El empeño de Ferrer Guardia por una radical "renovación de la escuela" estaba presidido por su convencimiento de la función emancipadora de la educación y de la eficacia de la tarea educativa, si se hace bien, tanto al servicio de la formación de los individuos como de la transformación de la realidad social hacia objetivos de libertad e igualdad. Para ello, en la escuela ha de llevarse a cabo una tarea absolutamente necesaria de eliminación de prejuicios, de superación de dogmas, como paso imprescindible para vencer la ignorancia. Precisamente prejuicios y dogmas como nutrientes de la ignorancia, siempre aliada con el conservadurismo y puesta al servicio de la dominación, es lo que este educador libertario veía transmitirse por escuelas sometidas al confesionalismo religioso y lastradas por la desigualdad social. Frente a ellas, su propuesta de "escuela moderna" ponía el acento en una enseñanza "racional", basada en las aportaciones de la ciencia, mas siempre al ritmo de la maduración de los alumnos. Eso no era ir en contra de ideas ubicadas más allá de lo estrictamente científico, pero sí suministrar criterios para distinguir el grano de los ideales humanizadores de la paja de las falsas ilusiones. A tenor de tales bases educativas, la "escuela moderna" defendida por Ferrer Guardia y por él puesta en práctica habría de ser laica, concibiendo su laicidad como trampolín para la vida en común de individuos que no construyen fronteras con sus creencias.

Pionero de la coeducación en la escuela, así como de una práctica educativa que en la misma trascienda las diferencias de clase, Ferrer Guardia se adelantó a su época. También lo hizo desde su visión de lo que debería ser una educación integral, atenta a la razón y a los afectos, a los conocimientos y a la experiencia, y valorando de forma muy innovadora el papel del juego en la educación infantil, algo tan serio como para ser espacio de aprendizaje de los valores de la cooperación y la solidaridad.
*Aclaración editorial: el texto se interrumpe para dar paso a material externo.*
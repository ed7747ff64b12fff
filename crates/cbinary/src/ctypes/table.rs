// SPDX-License-Identifier: Apache-2.0 OR MIT
// Copyright (c) 2025-2026 naskel.com

//! Per-platform type tables.
//!
//! Each table is one flat name -> descriptor map composed in a fixed order:
//!
//! 1. byte-sized names (`char`, `uint8`, `bool`, `string`, ...)
//! 2. multi-byte names in the table's byte order (explicit endian, else the
//!    arch default, else the host)
//! 3. `_le` / `_be` / `_ne` / `_net` aliases of every multi-byte name
//! 4. OS typedefs (`size_t`, `off_t`, ...) when an OS is selected
//!
//! Tables are built once per [`Platform`] and shared afterwards.

use crate::ctypes::{Endian, FloatType, IntType, Os, Platform, ScalarType, Type};
use crate::error::{Error, Result};
use dashmap::DashMap;
use std::collections::HashMap;
use std::sync::{Arc, OnceLock};

static TABLES: OnceLock<DashMap<Platform, Arc<TypeTable>>> = OnceLock::new();

/// Fetch (building on first use) the table for `platform`.
pub fn types(platform: Platform) -> Arc<TypeTable> {
    let tables = TABLES.get_or_init(DashMap::new);
    if let Some(table) = tables.get(&platform) {
        return table.clone();
    }
    tables
        .entry(platform)
        .or_insert_with(|| Arc::new(TypeTable::build(platform)))
        .clone()
}

/// Symbolic name -> type descriptor map for one platform.
#[derive(Debug, Clone)]
pub struct TypeTable {
    platform: Platform,
    entries: HashMap<String, Type>,
}

impl TypeTable {
    /// Compose a table for `platform`. Prefer [`types`], which caches.
    pub fn build(platform: Platform) -> Self {
        let byte_order = platform.byte_order();
        let word = platform.word_size();
        let long = platform.long_size();
        let mut entries = HashMap::new();

        for (name, ty) in byte_sized() {
            entries.insert(name.to_string(), Type::Scalar(ty));
        }
        let numeric = multi_byte(word, long);
        for (name, ty) in &numeric {
            entries.insert(name.to_string(), Type::Scalar(ty.with_endian(byte_order)));
        }
        for (suffix, endian) in [
            ("le", Endian::Little),
            ("be", Endian::Big),
            ("ne", Endian::NETWORK),
            ("net", Endian::NETWORK),
        ] {
            for (name, ty) in &numeric {
                entries.insert(
                    format!("{}_{}", name, suffix),
                    Type::Scalar(ty.with_endian(endian)),
                );
            }
        }
        if let Some(os) = platform.os {
            for (name, size, signed) in os_typedefs(os, word, long) {
                entries.insert(
                    name.to_string(),
                    Type::Scalar(ScalarType::Int(IntType::sized(size, signed, byte_order))),
                );
            }
        }

        log::debug!(
            "[ctypes] built type table ({}): {} names, byte order {}",
            platform,
            entries.len(),
            byte_order
        );
        Self { platform, entries }
    }

    pub fn platform(&self) -> Platform {
        self.platform
    }

    /// Look up a name, failing with `UnknownType`.
    pub fn get(&self, name: &str) -> Result<Type> {
        self.entries
            .get(name)
            .cloned()
            .ok_or_else(|| Error::UnknownType(name.to_string()))
    }

    pub fn contains(&self, name: &str) -> bool {
        self.entries.contains_key(name)
    }

    pub fn len(&self) -> usize {
        self.entries.len()
    }

    pub fn is_empty(&self) -> bool {
        self.entries.is_empty()
    }

    /// All names in the table, unordered.
    pub fn names(&self) -> impl Iterator<Item = &str> {
        self.entries.keys().map(String::as_str)
    }

    /// All scalar entries, for exhaustive checks.
    pub fn scalars(&self) -> impl Iterator<Item = (&str, &ScalarType)> {
        self.entries
            .iter()
            .filter_map(|(name, ty)| ty.as_scalar().map(|s| (name.as_str(), s)))
    }
}

const fn int(size: usize, signed: bool) -> ScalarType {
    // byte order is patched in by the table
    ScalarType::Int(IntType::sized(size, signed, Endian::Little))
}

const fn float(size: usize) -> ScalarType {
    ScalarType::Float(FloatType::sized(size, Endian::Little))
}

fn byte_sized() -> [(&'static str, ScalarType); 7] {
    [
        ("char", ScalarType::Char { signed: true }),
        ("uchar", ScalarType::Char { signed: false }),
        ("byte", int(1, false)),
        ("int8", int(1, true)),
        ("uint8", int(1, false)),
        ("bool", ScalarType::Bool),
        ("string", ScalarType::String),
    ]
}

fn multi_byte(word: usize, long: usize) -> Vec<(&'static str, ScalarType)> {
    vec![
        ("int16", int(2, true)),
        ("uint16", int(2, false)),
        ("int32", int(4, true)),
        ("uint32", int(4, false)),
        ("int64", int(8, true)),
        ("uint64", int(8, false)),
        ("short", int(2, true)),
        ("ushort", int(2, false)),
        ("int", int(4, true)),
        ("uint", int(4, false)),
        ("long", int(long, true)),
        ("ulong", int(long, false)),
        ("long_long", int(8, true)),
        ("ulong_long", int(8, false)),
        ("float32", float(4)),
        ("float64", float(8)),
        ("float", float(4)),
        ("double", float(8)),
        ("word", int(2, false)),
        ("dword", int(4, false)),
        ("qword", int(8, false)),
        ("machine_word", int(word, false)),
        ("pointer", int(word, false)),
    ]
}

/// `(name, size, signed)` typedefs for an OS family.
fn os_typedefs(os: Os, word: usize, long: usize) -> Vec<(&'static str, usize, bool)> {
    let bsd_like = matches!(
        os,
        Os::Bsd | Os::FreeBsd | Os::OpenBsd | Os::NetBsd | Os::MacOs | Os::AppleIos
    );
    let mut defs = vec![
        ("size_t", word, false),
        ("ssize_t", word, true),
        ("ptrdiff_t", word, true),
        ("intptr_t", word, true),
        ("uintptr_t", word, false),
        ("pid_t", 4, true),
        ("uid_t", 4, false),
        ("gid_t", 4, false),
    ];
    match os {
        Os::Windows => defs.extend([
            ("off_t", 4, true),
            ("time_t", 8, true),
            ("mode_t", 2, false),
            ("dev_t", 4, false),
            ("ino_t", 2, false),
        ]),
        _ if bsd_like => {
            // Darwin and OpenBSD keep a signed 32-bit dev_t
            let narrow_dev = matches!(os, Os::MacOs | Os::AppleIos | Os::OpenBsd);
            let dev_t = if narrow_dev { (4, true) } else { (8, false) };
            defs.extend([
                ("off_t", 8, true),
                ("time_t", long, true),
                ("mode_t", 2, false),
                ("dev_t", dev_t.0, dev_t.1),
                ("ino_t", 8, false),
            ]);
        }
        _ => defs.extend([
            ("off_t", long, true),
            ("time_t", long, true),
            ("mode_t", 4, false),
            ("dev_t", 8, false),
            ("ino_t", long, false),
        ]),
    }
    defs
}
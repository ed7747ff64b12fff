// SPDX-License-Identifier: Apache-2.0 OR MIT
// Copyright (c) 2025-2026 naskel.com

//! Platform keys selecting a type table: byte order, architecture, OS.

use crate::error::{Error, Result};
use std::fmt;
use std::str::FromStr;

/// Byte order of multi-byte integers and floats.
#[derive(Debug, Clone, Copy, PartialEq, Eq, Hash)]
pub enum Endian {
    Little,
    Big,
}

impl Endian {
    /// Network byte order.
    pub const NETWORK: Endian = Endian::Big;

    /// Byte order of the host this crate was compiled for.
    pub const fn native() -> Self {
        if cfg!(target_endian = "big") {
            Self::Big
        } else {
            Self::Little
        }
    }

    /// Type-name suffix for this byte order.
    pub const fn suffix(self) -> &'static str {
        match self {
            Self::Little => "le",
            Self::Big => "be",
        }
    }
}

impl FromStr for Endian {
    type Err = Error;

    fn from_str(s: &str) -> Result<Self> {
        match s {
            "little" | "le" => Ok(Self::Little),
            "big" | "be" => Ok(Self::Big),
            "net" | "network" => Ok(Self::NETWORK),
            _ => Err(Error::UnknownPlatform {
                kind: "endian",
                name: s.to_string(),
            }),
        }
    }
}

impl fmt::Display for Endian {
    fn fmt(&self, f: &mut fmt::Formatter<'_>) -> fmt::Result {
        f.write_str(match self {
            Self::Little => "little",
            Self::Big => "big",
        })
    }
}

/// Target architecture.
///
/// Decides the width of `long`, `pointer` and `machine_word`, and the
/// default byte order of the table.
#[derive(Debug, Clone, Copy, PartialEq, Eq, Hash)]
pub enum Arch {
    X86,
    X86_64,
    Ppc,
    Ppc64,
    Mips,
    MipsLe,
    MipsBe,
    Mips64,
    Mips64Le,
    Mips64Be,
    Arm,
    ArmLe,
    ArmBe,
    Arm64,
    Arm64Le,
    Arm64Be,
}

impl Arch {
    pub const ALL: [Arch; 16] = [
        Self::X86,
        Self::X86_64,
        Self::Ppc,
        Self::Ppc64,
        Self::Mips,
        Self::MipsLe,
        Self::MipsBe,
        Self::Mips64,
        Self::Mips64Le,
        Self::Mips64Be,
        Self::Arm,
        Self::ArmLe,
        Self::ArmBe,
        Self::Arm64,
        Self::Arm64Le,
        Self::Arm64Be,
    ];

    /// Machine word / pointer width in bytes.
    pub const fn word_size(self) -> usize {
        match self {
            Self::X86 | Self::Ppc | Self::Mips | Self::MipsLe | Self::MipsBe => 4,
            Self::Arm | Self::ArmLe | Self::ArmBe => 4,
            _ => 8,
        }
    }

    /// Byte order the architecture uses when none is requested.
    pub const fn endian(self) -> Endian {
        match self {
            Self::X86 | Self::X86_64 => Endian::Little,
            Self::Ppc | Self::Ppc64 => Endian::Big,
            Self::Mips | Self::MipsBe | Self::Mips64 | Self::Mips64Be => Endian::Big,
            Self::MipsLe | Self::Mips64Le => Endian::Little,
            Self::Arm | Self::ArmLe | Self::Arm64 | Self::Arm64Le => Endian::Little,
            Self::ArmBe | Self::Arm64Be => Endian::Big,
        }
    }

    pub const fn name(self) -> &'static str {
        match self {
            Self::X86 => "x86",
            Self::X86_64 => "x86_64",
            Self::Ppc => "ppc",
            Self::Ppc64 => "ppc64",
            Self::Mips => "mips",
            Self::MipsLe => "mips_le",
            Self::MipsBe => "mips_be",
            Self::Mips64 => "mips64",
            Self::Mips64Le => "mips64_le",
            Self::Mips64Be => "mips64_be",
            Self::Arm => "arm",
            Self::ArmLe => "arm_le",
            Self::ArmBe => "arm_be",
            Self::Arm64 => "arm64",
            Self::Arm64Le => "arm64_le",
            Self::Arm64Be => "arm64_be",
        }
    }
}

impl FromStr for Arch {
    type Err = Error;

    fn from_str(s: &str) -> Result<Self> {
        match s {
            "amd64" | "ia64" => return Ok(Self::X86_64),
            "i386" | "i686" => return Ok(Self::X86),
            "aarch64" => return Ok(Self::Arm64),
            _ => {}
        }
        Self::ALL
            .iter()
            .copied()
            .find(|arch| arch.name() == s)
            .ok_or_else(|| Error::UnknownPlatform {
                kind: "arch",
                name: s.to_string(),
            })
    }
}

impl fmt::Display for Arch {
    fn fmt(&self, f: &mut fmt::Formatter<'_>) -> fmt::Result {
        f.write_str(self.name())
    }
}

/// Operating system whose C typedefs and `long` width apply.
#[derive(Debug, Clone, Copy, PartialEq, Eq, Hash)]
pub enum Os {
    Unix,
    Bsd,
    FreeBsd,
    OpenBsd,
    NetBsd,
    Linux,
    MacOs,
    Windows,
    Android,
    AppleIos,
}

impl Os {
    pub const ALL: [Os; 10] = [
        Self::Unix,
        Self::Bsd,
        Self::FreeBsd,
        Self::OpenBsd,
        Self::NetBsd,
        Self::Linux,
        Self::MacOs,
        Self::Windows,
        Self::Android,
        Self::AppleIos,
    ];

    pub const fn name(self) -> &'static str {
        match self {
            Self::Unix => "unix",
            Self::Bsd => "bsd",
            Self::FreeBsd => "freebsd",
            Self::OpenBsd => "openbsd",
            Self::NetBsd => "netbsd",
            Self::Linux => "linux",
            Self::MacOs => "macos",
            Self::Windows => "windows",
            Self::Android => "android",
            Self::AppleIos => "apple_ios",
        }
    }

    /// Width of `long`/`ulong` given the architecture word size.
    ///
    /// Windows is LLP64: `long` stays 4 bytes on 64-bit targets.
    pub const fn long_size(self, word_size: usize) -> usize {
        match self {
            Self::Windows => 4,
            _ => word_size,
        }
    }
}

impl FromStr for Os {
    type Err = Error;

    fn from_str(s: &str) -> Result<Self> {
        match s {
            "darwin" | "osx" => return Ok(Self::MacOs),
            "win32" => return Ok(Self::Windows),
            "ios" => return Ok(Self::AppleIos),
            _ => {}
        }
        Self::ALL
            .iter()
            .copied()
            .find(|os| os.name() == s)
            .ok_or_else(|| Error::UnknownPlatform {
                kind: "os",
                name: s.to_string(),
            })
    }
}

impl fmt::Display for Os {
    fn fmt(&self, f: &mut fmt::Formatter<'_>) -> fmt::Result {
        f.write_str(self.name())
    }
}

/// Full platform selection. Unset keys fall back to the host.
#[derive(Debug, Clone, Copy, PartialEq, Eq, Hash, Default)]
pub struct Platform {
    pub endian: Option<Endian>,
    pub arch: Option<Arch>,
    pub os: Option<Os>,
}

impl Platform {
    /// The host platform (native byte order and word size, no OS typedefs).
    pub const fn native() -> Self {
        Self {
            endian: None,
            arch: None,
            os: None,
        }
    }

    pub fn with_endian(mut self, endian: Endian) -> Self {
        self.endian = Some(endian);
        self
    }

    pub fn with_arch(mut self, arch: Arch) -> Self {
        self.arch = Some(arch);
        self
    }

    pub fn with_os(mut self, os: Os) -> Self {
        self.os = Some(os);
        self
    }

    /// Parse optional textual keys; unknown keys fail with `UnknownPlatform`.
    pub fn parse(endian: Option<&str>, arch: Option<&str>, os: Option<&str>) -> Result<Self> {
        Ok(Self {
            endian: endian.map(str::parse::<Endian>).transpose()?,
            arch: arch.map(str::parse::<Arch>).transpose()?,
            os: os.map(str::parse::<Os>).transpose()?,
        })
    }

    /// Effective byte order: explicit endian, then arch default, then host.
    pub fn byte_order(&self) -> Endian {
        self.endian
            .or_else(|| self.arch.map(Arch::endian))
            .unwrap_or_else(Endian::native)
    }

    /// Effective machine word width.
    pub fn word_size(&self) -> usize {
        self.arch
            .map(Arch::word_size)
            .unwrap_or(std::mem::size_of::<usize>())
    }

    /// Effective `long` width.
    pub fn long_size(&self) -> usize {
        let word = self.word_size();
        match self.os {
            Some(os) => os.long_size(word),
            None => word,
        }
    }
}

impl fmt::Display for Platform {
    fn fmt(&self, f: &mut fmt::Formatter<'_>) -> fmt::Result {
        write!(
            f,
            "endian={} arch={} os={}",
            self.endian.map_or("native".to_string(), |e| e.to_string()),
            self.arch.map_or("native", Arch::name),
            self.os.map_or("none", Os::name),
        )
    }
}

#[cfg(test)]
mod tests {
    use super::*;

    #[test]
    fn test_parse_known_keys() {
        let platform = Platform::parse(Some("net"), Some("amd64"), Some("windows")).unwrap();
        assert_eq!(platform.endian, Some(Endian::Big));
        assert_eq!(platform.arch, Some(Arch::X86_64));
        assert_eq!(platform.os, Some(Os::Windows));
        assert_eq!(platform.long_size(), 4);
        assert_eq!(platform.word_size(), 8);
    }

    #[test]
    fn test_parse_unknown_keys() {
        match Platform::parse(None, Some("z80"), None) {
            Err(Error::UnknownPlatform { kind, name }) => {
                assert_eq!(kind, "arch");
                assert_eq!(name, "z80");
            }
            other => panic!("unexpected result {:?}", other),
        }
        assert!("middle".parse::<Endian>().is_err());
        assert!("plan9".parse::<Os>().is_err());
    }

    #[test]
    fn test_arch_default_byte_order() {
        assert_eq!(Arch::Arm.endian(), Endian::Little);
        assert_eq!(Arch::Mips.endian(), Endian::Big);
        assert_eq!(Arch::MipsLe.endian(), Endian::Little);
        assert_eq!(Arch::Arm64Be.endian(), Endian::Big);

        let platform = Platform::native().with_arch(Arch::Ppc);
        assert_eq!(platform.byte_order(), Endian::Big);
        let platform = platform.with_endian(Endian::Little);
        assert_eq!(platform.byte_order(), Endian::Little);
    }

    #[test]
    fn test_names_roundtrip_through_from_str() {
        for arch in Arch::ALL {
            assert_eq!(arch.name().parse::<Arch>().unwrap(), arch);
        }
        for os in Os::ALL {
            assert_eq!(os.name().parse::<Os>().unwrap(), os);
        }
    }
}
Por lo demás, su insistencia en la necesidad imperiosa de una adecuada capacitación del profesorado es tan "moderna" como su interés en que la escuela sea un lugar abierto a su entorno y receptivo a la colaboración de las familias. La "escuela moderna", como escuela convivencial, no está en contra, sino todo lo contrario, de lo que debe ser una educación rigurosa y exigente desde claves no autoritarias.

¿Romanticismo anarquista de quien anticipa corrientes pedagógicas que acaban desembocando en el "espíritu del 68" que tanto ha contaminado la educación a finales del siglo XX? Quien a comienzos del siglo XXI piense eso de la propuesta de Ferrer Guardia es que no ha entendido nada y puede que ciertos prejuicios le impidan ver lo que en verdad ocurre en las escuelas de nuestro tiempo, habida cuenta de la realidad sociocultural en la que están inmersas. El pedagogo catalán, de obra escueta pero incisiva, que en ningún sentido hay que sacralizar, llegó, con todo, al fondo de ciertas cuestiones. Para mejor valorar su proyecto bien se puede leer desde lo que para él era máxima crucial en educación: "no hay deberes sin derechos; no hay derechos sin deberes". ¡Y todavía hoy encontramos quien no quiere saber por dónde se sitúa el eje de lo que debe ser una genuina educación para la ciudadanía! Los que entonces ni lo olían, anclados en la ceguera de los prejuicios y en la defensa de sus privilegios, injustamente mandaron o consintieron el crimen perpetrado contra Ferrer Guardia. Por contra, su único "crimen", como declaró el escritor Anatole France, fue "haber fundado escuelas". En reconocimiento a ello, al cabo de un siglo de aquel inicuo ajusticiamiento en que se quiso matar a balazos la pedagogía, el Congreso de los Diputados de España aprobó por unanimidad la propuesta de que este año 2009 fuera "Año Ferrer i Guàrdia".